Saved entries:
-*-*-
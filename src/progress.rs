//! Progress events emitted during a run.
//!
//! The orchestrator reports each stage through a callback taking an
//! [`InstallProgress`]. The binary turns them into log lines; tests use them
//! to observe ordering without touching the host.

use crate::PhaseKind;

/// A discrete stage of an installation run.
///
/// # Example
///
/// ```rust
/// use tt_installer::{InstallProgress, PhaseKind};
///
/// fn on_progress(progress: InstallProgress) {
///     match &progress {
///         InstallProgress::PhaseStarted { phase } => println!("==> {}", phase),
///         InstallProgress::PhaseSkipped { phase, reason } => {
///             println!("--- {} skipped: {}", phase, reason)
///         }
///         other => println!("{}", other.description()),
///     }
/// }
/// ```
#[derive(Debug, Clone, PartialEq, Eq)]
pub enum InstallProgress {
    /// The environment probe is running.
    ProbingEnvironment,

    /// A phase entered RUNNING.
    PhaseStarted {
        phase: PhaseKind,
    },

    /// An external command of a phase is about to start.
    RunningCommand {
        phase: PhaseKind,
        /// Shell-equivalent rendering of the command.
        command: String,
    },

    PhaseSucceeded {
        phase: PhaseKind,
    },

    PhaseFailed {
        phase: PhaseKind,
        /// Whether the failure halts the run.
        fatal: bool,
        message: String,
    },

    PhaseSkipped {
        phase: PhaseKind,
        reason: String,
    },

    /// Waiting at a reboot checkpoint for the operator.
    AwaitingReboot {
        phase: PhaseKind,
    },

    /// The sequencer stopped, either after the last phase or at a halt.
    Finished {
        halted: bool,
    },
}

impl InstallProgress {
    /// Short human-readable description of the stage.
    ///
    /// # Example
    ///
    /// ```rust
    /// use tt_installer::InstallProgress;
    ///
    /// assert_eq!(InstallProgress::ProbingEnvironment.description(), "Probing environment");
    /// ```
    pub fn description(&self) -> &'static str {
        match self {
            Self::ProbingEnvironment => "Probing environment",
            Self::PhaseStarted { .. } => "Phase started",
            Self::RunningCommand { .. } => "Running command",
            Self::PhaseSucceeded { .. } => "Phase succeeded",
            Self::PhaseFailed { .. } => "Phase failed",
            Self::PhaseSkipped { .. } => "Phase skipped",
            Self::AwaitingReboot { .. } => "Awaiting reboot acknowledgment",
            Self::Finished { .. } => "Installation finished",
        }
    }

    /// The phase this event belongs to, if any.
    pub fn phase(&self) -> Option<PhaseKind> {
        match self {
            Self::PhaseStarted { phase }
            | Self::RunningCommand { phase, .. }
            | Self::PhaseSucceeded { phase }
            | Self::PhaseFailed { phase, .. }
            | Self::PhaseSkipped { phase, .. }
            | Self::AwaitingReboot { phase } => Some(*phase),
            Self::ProbingEnvironment | Self::Finished { .. } => None,
        }
    }
}

#[cfg(test)]
mod tests {
    use super::*;

    #[test]
    fn test_descriptions() {
        assert_eq!(
            InstallProgress::PhaseStarted {
                phase: PhaseKind::Firmware
            }
            .description(),
            "Phase started"
        );
        assert_eq!(
            InstallProgress::AwaitingReboot {
                phase: PhaseKind::HugePages
            }
            .description(),
            "Awaiting reboot acknowledgment"
        );
        assert_eq!(
            InstallProgress::Finished { halted: true }.description(),
            "Installation finished"
        );
    }

    #[test]
    fn test_phase_accessor() {
        let event = InstallProgress::RunningCommand {
            phase: PhaseKind::KernelDriver,
            command: "sudo modprobe tenstorrent".to_string(),
        };
        assert_eq!(event.phase(), Some(PhaseKind::KernelDriver));
        assert_eq!(InstallProgress::ProbingEnvironment.phase(), None);
    }
}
-*-*-
Your answer must be the lines above from the one containing "about to start." to the one containing "pub fn description(&self)", both included, restated word for word.

    /// An external command of a phase is about to start.
    RunningCommand {
        phase: PhaseKind,
        /// Shell-equivalent rendering of the command.
        command: String,
    },

    PhaseSucceeded {
        phase: PhaseKind,
    },

    PhaseFailed {
        phase: PhaseKind,
        /// Whether the failure halts the run.
        fatal: bool,
        message: String,
    },

    PhaseSkipped {
        phase: PhaseKind,
        reason: String,
    },

    /// Waiting at a reboot checkpoint for the operator.
    AwaitingReboot {
        phase: PhaseKind,
    },

    /// The sequencer stopped, either after the last phase or at a halt.
    Finished {
        halted: bool,
    },
}

impl InstallProgress {
    /// Short human-readable description of the stage.
    ///
    /// # Example
    ///
    /// ```rust
    /// use tt_installer::InstallProgress;
    ///
    /// assert_eq!(InstallProgress::ProbingEnvironment.description(), "Probing environment");
    /// ```
    pub fn description(&self) -> &'static str {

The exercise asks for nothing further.